### How to complete this task
Keeping every line intact, repeat the data word for word.

======== Data shown ========

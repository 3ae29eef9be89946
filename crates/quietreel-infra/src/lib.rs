//! Quietreel Infrastructure Library
//!
//! Shared infrastructure for the Quietreel service:
//! - Middleware (request ID)
//! - Tracing initialization
//! - Transcode admission control

#[cfg(feature = "middleware")]
pub mod middleware;

#[cfg(feature = "observability-basic")]
pub mod telemetry;

#[cfg(feature = "capacity")]
pub mod capacity;

#[cfg(feature = "middleware")]
pub use middleware::{request_id_middleware, RequestId};

#[cfg(feature = "observability-basic")]
pub use telemetry::{init_telemetry, shutdown_telemetry};

#[cfg(feature = "capacity")]
pub use capacity::TranscodeSlots;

========

### Exercise output
repository 3ae29eef9be89946
filename crates/quietreel-infra/src/lib.rs
//! Quietreel Infrastructure Library
//!
//! Shared infrastructure for the Quietreel service:
//! - Middleware (request ID)
//! - Tracing initialization
//! - Transcode admission control

#[cfg(feature = "middleware")]
pub mod middleware;

#[cfg(feature = "observability-basic")]
pub mod telemetry;

#[cfg(feature = "capacity")]
pub mod capacity;

#[cfg(feature = "middleware")]
pub use middleware::{request_id_middleware, RequestId};

#[cfg(feature = "observability-basic")]
pub use telemetry::{init_telemetry, shutdown_telemetry};

#[cfg(feature = "capacity")]
pub use capacity::TranscodeSlots;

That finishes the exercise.